Every line of the data is to be retyped exactly.

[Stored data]
---------------
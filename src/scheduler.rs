// src/scheduler.rs
//! Bounded-concurrency batch scheduler: the fan-out/fan-in core.
//!
//! One task per item is spawned immediately; a semaphore of
//! `max_concurrent_tasks` permits gates the network-calling phase. Tasks
//! complete in arbitrary order and the fan-in loop writes each result back
//! at its origin index, so the output table always lines up with the input.
//! Progress is reported from that single loop, which serializes sink calls
//! without the sink needing its own locking.

use std::sync::Arc;

use tokio::sync::Semaphore;
use tokio::task::JoinSet;
use tracing::{debug, info};

use crate::analyzer::ItemAnalyzer;
use crate::error::BatchError;
use crate::model::{AnalyzedItem, PerItemResult, ResultTable};

/// Receives batch progress as a percentage in [0, 100]. Fire-and-forget;
/// invoked from the scheduler's fan-in loop, never concurrently.
pub trait ProgressSink: Send + Sync {
    fn notify(&self, percent: f64);
}

/// Blanket impl so plain closures work as sinks.
impl<F: Fn(f64) + Send + Sync> ProgressSink for F {
    fn notify(&self, percent: f64) {
        self(percent)
    }
}

/// Analyze `texts` under a concurrency cap, preserving input order.
///
/// Item-level failures never abort the batch — the analyzer already folds
/// them into fallback rows. Errors here are structural: a zero concurrency
/// limit, or a task that could not run to completion (the only case where a
/// partial table is possible, and it is not returned).
///
/// Dropping the returned future aborts all outstanding analysis tasks.
pub async fn run_batch(
    analyzer: Arc<ItemAnalyzer>,
    texts: Vec<String>,
    max_concurrent_tasks: usize,
    progress: Option<Arc<dyn ProgressSink>>,
) -> Result<ResultTable, BatchError> {
    if max_concurrent_tasks == 0 {
        return Err(BatchError::Config);
    }

    let total = texts.len();
    if total == 0 {
        return Ok(ResultTable::default());
    }

    info!(total, max_concurrent_tasks, "starting analysis batch");

    let semaphore = Arc::new(Semaphore::new(max_concurrent_tasks));
    let mut tasks: JoinSet<Result<(usize, PerItemResult), BatchError>> = JoinSet::new();

    for (index, text) in texts.iter().cloned().enumerate() {
        let analyzer = Arc::clone(&analyzer);
        let semaphore = Arc::clone(&semaphore);
        tasks.spawn(async move {
            // Permit scopes exactly the network-calling phase of one item.
            let _permit = semaphore
                .acquire_owned()
                .await
                .map_err(|_| BatchError::Cancelled)?;
            let result = analyzer.analyze(&text).await;
            Ok((index, result))
        });
    }

    let mut slots: Vec<Option<PerItemResult>> = (0..total).map(|_| None).collect();
    let mut finished = 0usize;

    while let Some(joined) = tasks.join_next().await {
        let (index, result) = joined??;
        debug!(index, fallback = result.is_fallback(), "item finished");
        slots[index] = Some(result);
        finished += 1;
        if let Some(sink) = &progress {
            sink.notify(finished as f64 * 100.0 / total as f64);
        }
    }

    let rows = texts
        .into_iter()
        .zip(slots)
        .map(|(text, slot)| {
            slot.map(|result| AnalyzedItem { text, result })
                .ok_or(BatchError::Cancelled)
        })
        .collect::<Result<Vec<_>, _>>()?;

    info!(total, "analysis batch complete");
    Ok(ResultTable { rows })
}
---------------
Your solution:
filename src/scheduler.rs
// src/scheduler.rs
//! Bounded-concurrency batch scheduler: the fan-out/fan-in core.
//!
//! One task per item is spawned immediately; a semaphore of
//! `max_concurrent_tasks` permits gates the network-calling phase. Tasks
//! complete in arbitrary order and the fan-in loop writes each result back
//! at its origin index, so the output table always lines up with the input.
//! Progress is reported from that single loop, which serializes sink calls
//! without the sink needing its own locking.

use std::sync::Arc;

use tokio::sync::Semaphore;
use tokio::task::JoinSet;
use tracing::{debug, info};

use crate::analyzer::ItemAnalyzer;
use crate::error::BatchError;
use crate::model::{AnalyzedItem, PerItemResult, ResultTable};

/// Receives batch progress as a percentage in [0, 100]. Fire-and-forget;
/// invoked from the scheduler's fan-in loop, never concurrently.
pub trait ProgressSink: Send + Sync {
    fn notify(&self, percent: f64);
}

/// Blanket impl so plain closures work as sinks.
impl<F: Fn(f64) + Send + Sync> ProgressSink for F {
    fn notify(&self, percent: f64) {
        self(percent)
    }
}

/// Analyze `texts` under a concurrency cap, preserving input order.
///
/// Item-level failures never abort the batch — the analyzer already folds
/// them into fallback rows. Errors here are structural: a zero concurrency
/// limit, or a task that could not run to completion (the only case where a
/// partial table is possible, and it is not returned).
///
/// Dropping the returned future aborts all outstanding analysis tasks.
pub async fn run_batch(
    analyzer: Arc<ItemAnalyzer>,
    texts: Vec<String>,
    max_concurrent_tasks: usize,
    progress: Option<Arc<dyn ProgressSink>>,
) -> Result<ResultTable, BatchError> {
    if max_concurrent_tasks == 0 {
        return Err(BatchError::Config);
    }

    let total = texts.len();
    if total == 0 {
        return Ok(ResultTable::default());
    }

    info!(total, max_concurrent_tasks, "starting analysis batch");

    let semaphore = Arc::new(Semaphore::new(max_concurrent_tasks));
    let mut tasks: JoinSet<Result<(usize, PerItemResult), BatchError>> = JoinSet::new();

    for (index, text) in texts.iter().cloned().enumerate() {
        let analyzer = Arc::clone(&analyzer);
        let semaphore = Arc::clone(&semaphore);
        tasks.spawn(async move {
            // Permit scopes exactly the network-calling phase of one item.
            let _permit = semaphore
                .acquire_owned()
                .await
                .map_err(|_| BatchError::Cancelled)?;
            let result = analyzer.analyze(&text).await;
            Ok((index, result))
        });
    }

    let mut slots: Vec<Option<PerItemResult>> = (0..total).map(|_| None).collect();
    let mut finished = 0usize;

    while let Some(joined) = tasks.join_next().await {
        let (index, result) = joined??;
        debug!(index, fallback = result.is_fallback(), "item finished");
        slots[index] = Some(result);
        finished += 1;
        if let Some(sink) = &progress {
            sink.notify(finished as f64 * 100.0 / total as f64);
        }
    }

    let rows = texts
        .into_iter()
        .zip(slots)
        .map(|(text, slot)| {
            slot.map(|result| AnalyzedItem { text, result })
                .ok_or(BatchError::Cancelled)
        })
        .collect::<Result<Vec<_>, _>>()?;

    info!(total, "analysis batch complete");
    Ok(ResultTable { rows })
}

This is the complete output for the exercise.